| name | tools-spin-sync |
| description | Synchronize Spin/Promela models with current source code and re-verify |
| argument-hint | [model-name | all] |
Ensure that existing Spin/Promela models in modelling/spin/ accurately reflect the current source code, then re-run model checking to confirm the properties still hold.
Input
The user provides one of:
- A specific model name (subdirectory under
modelling/spin/, e.g. write-before-evict, no-lost-extents)
all — synchronize every model found in modelling/spin/- No argument — present the list of available models and ask the user to choose one or all
Steps
Step 1: Discover models
List all subdirectories under modelling/spin/ that contain a .pml file and a README.md. Each such directory is a model.
If no argument was provided, present the list and ask:
Which model(s) would you like to synchronize?
- write-before-evict
- no-lost-extents
- (other models...)
A. All of the above
Step 2: For each selected model, perform the synchronization
2a. Read the model's README.md
Extract from the README:
- The "Correspondence to Source Code" table — this maps model locations to source files and line ranges
- The "Properties Verified" table — the invariants the model checks
- The "System Abstraction" table — how real components map to Promela processes
- The "Assumptions / Stubs" section — what is abstracted away
2b. Read the current source code
For each entry in the Correspondence table, read the referenced source file and the indicated line range (plus ~50 lines of context on each side to detect if the logic has shifted).
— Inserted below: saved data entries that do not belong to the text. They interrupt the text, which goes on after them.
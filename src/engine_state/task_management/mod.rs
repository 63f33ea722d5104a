//! # Task Management System
//!
//! A cross-platform pool of worker threads (native) or web workers (WASM) that runs
//! `Task`s away from the main loop.
//!
//! ## Architecture Overview
//! - `TaskManager`: owns the workers, distributes tasks and collects outputs
//! - `Task`: a unit of work producing an `Output`
//! - `TaskChannel`: task and result channels of one worker
//!
//! ## Platform-Specific Behavior
//!
//! ### Native (Desktop) Implementation
//! - Uses `std::thread` for true multi-threading
//! - Each worker has a dedicated channel for task distribution
//!
//! ### Web (WASM) Implementation
//! - Uses the `wasm_thread` crate to run workers as Web Workers
//! - Tasks are processed asynchronously but may not run in parallel
//!
//! ## Task Lifecycle
//! 1. Tasks are published via `TaskManager::publish_task()`
//! 2. The manager hands each task to the next worker with spare capacity,
//!    round-robin, or queues it when every worker is busy
//! 3. Workers process tasks and send the outputs back
//! 4. The main loop collects outputs with `process_completed_tasks()`, which
//!    never blocks, and refills idle workers with `process_queued_tasks()`
//!
//! There is no ordering guarantee between workers and no cancellation.

pub mod task;

use std::collections::VecDeque;
use std::sync::mpsc::{channel, Receiver, Sender};

use log::{info, warn};
pub use task::Task;

#[cfg(target_family = "wasm")]
mod wasm_imports {
    pub use wasm_thread as thread;
    pub use wasm_thread::JoinHandle;
}

#[cfg(target_family = "wasm")]
use self::wasm_imports::*;

#[cfg(not(target_family = "wasm"))]
use std::thread::{self, JoinHandle};

/// A communication channel between the main thread and a worker thread.
///
/// # Fields
/// - `task_sender`: Sends tasks from main thread to worker
/// - `result_receiver`: Receives task outputs from worker
/// - `num_tasks_in_flight`: Tasks sent to the worker and not yet answered
/// - `_worker`: Handle to the worker thread (kept alive by this struct)
///
/// Dropping the channel closes `task_sender`, which ends the worker loop.
#[derive(Debug)]
pub struct TaskChannel<T: Task> {
    task_sender: Sender<T>,
    result_receiver: Receiver<T::Output>,
    num_tasks_in_flight: usize,
    _worker: JoinHandle<()>,
}

/// Manages a pool of worker threads and coordinates task execution.
///
/// # Fields
/// - `channels`: Set of active worker channels
/// - `queued_tasks`: Tasks waiting for an available worker
/// - `current_channel`: Index for round-robin scheduling
pub struct TaskManager<T: Task> {
    channels: Vec<TaskChannel<T>>,
    queued_tasks: VecDeque<T>,
    current_channel: usize,
}

/// Maximum number of tasks that can be in flight per worker channel.
///
/// Further tasks wait in the manager's queue, so a slow worker does not
/// accumulate a backlog while others sit idle.
pub const MAX_TASKS_IN_FLIGHT: usize = 2;

impl<T: Task> TaskManager<T> {
    /// Creates a new `TaskManager` with the specified number of worker threads.
    ///
    /// # Arguments
    /// * `num_workers` - Number of worker threads to create. On web targets, this
    ///   is typically 1-2 due to browser limitations.
    ///
    /// # Panics
    /// Panics if the underlying thread creation fails.
    pub fn new(num_workers: usize) -> Self {
        info!(
            "Starting {num_workers} workers, available parallelism: {:?}",
            thread::available_parallelism()
        );

        let mut channels = Vec::with_capacity(num_workers);
        for _ in 0..num_workers {
            let (task_tx, task_rx) = channel::<T>();
            let (result_tx, result_rx) = channel::<T::Output>();

            let task_closure = move || {
                while let Ok(task) = task_rx.recv() {
                    if result_tx.send(task.process()).is_err() {
                        break;
                    }
                }
            };

            let worker = thread::spawn(task_closure);

            channels.push(TaskChannel {
                task_sender: task_tx,
                result_receiver: result_rx,
                num_tasks_in_flight: 0,
                _worker: worker,
            });
        }

        TaskManager {
            channels,
            queued_tasks: VecDeque::new(),
            current_channel: 0,
        }
    }

    /// Number of workers.
    pub fn worker_count(&self) -> usize {
        self.channels.len()
    }

    /// Tasks sent to workers and not yet collected.
    pub fn in_flight(&self) -> usize {
        self.channels.iter().map(|c| c.num_tasks_in_flight).sum()
    }

    /// Tasks waiting for a worker.
    pub fn queued(&self) -> usize {
        self.queued_tasks.len()
    }

    /// Whether every published task has been collected.
    pub fn is_idle(&self) -> bool {
        self.queued_tasks.is_empty() && self.in_flight() == 0
    }

    /// Attempts to send a task to a specific worker channel.
    ///
    /// # Returns
    /// - `Ok(())` if the task was sent
    /// - `Err(task)` if the worker is gone, handing the task back for requeueing
    fn try_send_task(&mut self, task: T, channel_idx: usize) -> Result<(), T> {
        match self.channels[channel_idx].task_sender.send(task) {
            Ok(_) => {
                self.channels[channel_idx].num_tasks_in_flight += 1;
                Ok(())
            }
            Err(task) => Err(task.0),
        }
    }

    /// Finds the next channel, round-robin from `current_channel`, that can
    /// accept a task.
    ///
    /// # Returns
    /// - `Some(usize)` index of an available channel
    /// - `None` if all channels are busy or there are no channels
    fn find_available_channel(&self) -> Option<usize> {
        let count = self.channels.len();
        (0..count)
            .map(|offset| (self.current_channel + offset) % count)
            .find(|&idx| self.channels[idx].num_tasks_in_flight < MAX_TASKS_IN_FLIGHT)
    }

    /// Publishes a new task for execution.
    ///
    /// # Returns
    /// - `true` if the task was immediately sent to a worker
    /// - `false` if the task was queued because all workers are busy
    pub fn publish_task(&mut self, task: T) -> bool {
        match self.find_available_channel() {
            Some(channel_idx) => match self.try_send_task(task, channel_idx) {
                Ok(_) => {
                    self.current_channel = (channel_idx + 1) % self.channels.len();
                    true
                }
                Err(task) => {
                    warn!("Worker {channel_idx} is gone, queueing task");
                    self.queued_tasks.push_back(task);
                    false
                }
            },
            None => {
                self.queued_tasks.push_back(task);
                false
            }
        }
    }

    /// Sends queued tasks, oldest first, while workers have spare capacity.
    pub fn process_queued_tasks(&mut self) {
        while !self.queued_tasks.is_empty() {
            let Some(channel_idx) = self.find_available_channel() else {
                break;
            };
            let Some(task) = self.queued_tasks.pop_front() else {
                break;
            };
            match self.try_send_task(task, channel_idx) {
                Ok(_) => self.current_channel = (channel_idx + 1) % self.channels.len(),
                Err(task) => {
                    // Channel is disconnected, put task back and stop processing
                    self.queued_tasks.push_front(task);
                    break;
                }
            }
        }
    }

    /// Collects every output that has arrived, without blocking.
    ///
    /// # Returns
    /// Outputs grouped by worker, in arrival order per worker.
    pub fn process_completed_tasks(&mut self) -> Vec<T::Output> {
        let mut outputs = Vec::new();
        for channel in &mut self.channels {
            while let Ok(output) = channel.result_receiver.try_recv() {
                channel.num_tasks_in_flight = channel.num_tasks_in_flight.saturating_sub(1);
                outputs.push(output);
            }
        }
        outputs
    }
}

#[cfg(test)]
mod tests {
    use std::time::Duration;

    use super::*;

    struct Square(u64);

    impl Task for Square {
        type Output = u64;

        fn process(self) -> u64 {
            self.0 * self.0
        }
    }

    fn drain(manager: &mut TaskManager<Square>) -> Vec<u64> {
        let deadline = web_time::Instant::now() + Duration::from_secs(10);
        let mut outputs = Vec::new();
        while !manager.is_idle() && web_time::Instant::now() < deadline {
            outputs.extend(manager.process_completed_tasks());
            manager.process_queued_tasks();
            std::thread::sleep(Duration::from_millis(1));
        }
        outputs
    }

    #[test]
    fn every_task_is_answered_once() {
        let mut manager = TaskManager::new(3);
        for i in 0..50 {
            manager.publish_task(Square(i));
        }
        assert!(manager.queued() > 0);

        let mut outputs = drain(&mut manager);
        outputs.sort_unstable();
        let expected: Vec<u64> = (0..50).map(|i| i * i).collect();
        assert_eq!(outputs, expected);
        assert!(manager.is_idle());
    }

    #[test]
    fn dispatch_is_round_robin() {
        let mut manager = TaskManager::new(3);
        for i in 0..3 {
            assert!(manager.publish_task(Square(i)));
        }
        assert!(manager.channels.iter().all(|c| c.num_tasks_in_flight == 1));
        drain(&mut manager);
    }

    #[test]
    fn without_workers_tasks_stay_queued() {
        let mut manager = TaskManager::new(0);
        assert!(!manager.publish_task(Square(2)));
        manager.process_queued_tasks();
        assert_eq!(manager.queued(), 1);
        assert!(manager.process_completed_tasks().is_empty());
    }
}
2c. Read the existing .pml model
Read the full Promela specification to understand the current model logic.
2d. Identify divergences
Compare the model against the source and look for:
- Structural changes — The source code logic has been refactored, moved to different functions/files, or the control flow has changed in ways the model doesn't capture.
- New states or transitions — New code paths have been added (e.g., a new error handling branch, a new concurrent actor, a new state in an enum) that the model doesn't cover.
- Removed paths — Code paths the model exercises no longer exist in the source.
- Semantic changes — The synchronization protocol has changed (e.g., lock ordering, channel semantics, atomic sections) but the model still uses the old protocol.
- Line range drift — The code is substantively the same but has shifted to different line numbers (cosmetic — update the README only).
2e. Report findings
For each model, report one of:
- IN SYNC — The model accurately reflects the current source. No changes needed. (Proceed directly to Step 3.)
- LINE DRIFT ONLY — The logic is unchanged but line numbers in the Correspondence table are stale. Update the README table. (Proceed to Step 3.)
- MODEL UPDATE REQUIRED — The source has diverged materially. List the specific divergences found.
2f. Update the model (if required)
If the model requires updating:
- Explain the divergence to the user: what changed in the source, and how the model must adapt.
- Update the .pml file to reflect the new source code logic. Preserve the existing model's style and conventions:
- Keep the same parameter names and sizes (unless the change requires new parameters)
- Keep the same property IDs (P1, P2, ...) where they still apply
- Add new properties if new invariants are now relevant
- Remove properties if they no longer apply (explain why)
- Maintain the header comment block format
- Update the README.md — refresh the Correspondence table with correct line ranges, update Properties Verified if changed, update System Abstraction if new processes were added/removed.
Step 3: Run model checking
For each model (whether updated or unchanged):
cd modelling/spin/<model-name>
make clean
make
Report the results:
- PASS: errors = 0, state count, depth reached, unreached states
- FAIL: assertion violation or invalid end-state found. In this case:
- Run
spin -t -p <model>.pml to get the error trail
- Analyze the counterexample
- Determine if the model is wrong (fix it) or if a real bug was found (report it to the user with the trail)
- Re-run verification after fixes
If Spin is not installed (/usr/local/bin/spin missing), warn the user and skip verification.
Step 4: Summary report
Present a final summary table:
| Model | Status | Divergences | Verification | States | Unreached |
|---|
| write-before-evict | IN SYNC | — | PASS | 12345 | 0 |
| no-lost-extents | UPDATED | new abort path | PASS | 67890 | 0 |
Notes
- Models are always found at
modelling/spin/<name>/<name_underscored>.pml (name uses hyphens for the directory, underscores for the .pml filename).
- The Makefile in each model directory provides the
make/make clean targets.
- If a model update introduces new processes or significantly changes the state space, re-tune the parameters to keep verification tractable (<10M states). Document parameter changes in the README.
- Never delete existing properties unless the invariant is provably no longer meaningful. If unsure, keep it and note it as "legacy — source no longer exercises this path directly."
- If the source change reveals a potential real concurrency bug (model finds a valid counterexample that corresponds to reachable code), halt the sync and report the finding prominently to the user.